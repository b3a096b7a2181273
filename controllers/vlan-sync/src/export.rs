//! Infoblox exports to JSON files
//!
//! Layout under the data directory:
//! - `networks.json`: networks of interest
//! - `ips/<network>.json`: used addresses per network
//! - `devices_<network>.json`: used addresses with a MAC per network

use crate::error::SyncError;
use infoblox_client::{InfobloxClient, Network};
use serde::Serialize;
use serde::de::DeserializeOwned;
use std::path::{Path, PathBuf};
use tracing::{debug, info};

/// Networks file inside the data directory
pub const NETWORKS_FILE: &str = "networks.json";

/// Whether a network takes part in the sync
///
/// Networks without a view, and VoIP views, are left out.
pub fn is_synced_network(network: &Network) -> bool {
    !network.network_view.is_empty() && !network.network_view.to_lowercase().contains("voip")
}

/// Export the networks of `view` to `<data_dir>/networks.json`
pub async fn export_networks(
    client: &InfobloxClient,
    view: &str,
    data_dir: &Path,
) -> Result<PathBuf, SyncError> {
    info!("Searching all available networks in view {}", view);
    let networks: Vec<Network> = client
        .query_networks(view)
        .await?
        .into_iter()
        .filter(is_synced_network)
        .collect();

    let path = data_dir.join(NETWORKS_FILE);
    write_json(&path, &networks)?;
    info!("Wrote {} networks to {}", networks.len(), path.display());
    Ok(path)
}

/// Path of the per-network address export
pub fn addresses_path(data_dir: &Path, network: &Network, only_with_mac: bool) -> PathBuf {
    if only_with_mac {
        data_dir.join(format!("devices_{}.json", network.file_stem()))
    } else {
        data_dir.join("ips").join(format!("{}.json", network.file_stem()))
    }
}

/// Export used addresses of every network, one file per network
pub async fn export_addresses(
    client: &InfobloxClient,
    networks: &[Network],
    data_dir: &Path,
    only_with_mac: bool,
) -> Result<Vec<PathBuf>, SyncError> {
    let mut written = Vec::with_capacity(networks.len());
    for network in networks {
        info!("Checking out {}", network.network);
        let addresses = client.query_ipv4_addresses(network, only_with_mac).await?;

        let path = addresses_path(data_dir, network, only_with_mac);
        write_json(&path, &addresses)?;
        debug!("Wrote {} addresses to {}", addresses.len(), path.display());
        written.push(path);
    }
    Ok(written)
}

/// Read `<data_dir>/networks.json`
pub fn read_networks(data_dir: &Path) -> Result<Vec<Network>, SyncError> {
    read_json(&data_dir.join(NETWORKS_FILE))
}

pub fn read_json<T: DeserializeOwned>(path: &Path) -> Result<T, SyncError> {
    let content = std::fs::read_to_string(path).map_err(|e| SyncError::io(path, e))?;
    Ok(serde_json::from_str(&content)?)
}

/// Write pretty-printed JSON, creating parent directories as needed
pub fn write_json<T: Serialize + ?Sized>(path: &Path, value: &T) -> Result<(), SyncError> {
    if let Some(parent) = path.parent() {
        std::fs::create_dir_all(parent).map_err(|e| SyncError::io(parent, e))?;
    }
    let content = serde_json::to_string_pretty(value)?;
    std::fs::write(path, content).map_err(|e| SyncError::io(path, e))
}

▸ WORK TO BE COMPLETED:
Filter the listing for the word "content" and copy each line that has it.

▸ SOLUTION TO THIS PROBLEM:
    let content = std::fs::read_to_string(path).map_err(|e| SyncError::io(path, e))?;
    Ok(serde_json::from_str(&content)?)
    let content = serde_json::to_string_pretty(value)?;
    std::fs::write(path, content).map_err(|e| SyncError::io(path, e))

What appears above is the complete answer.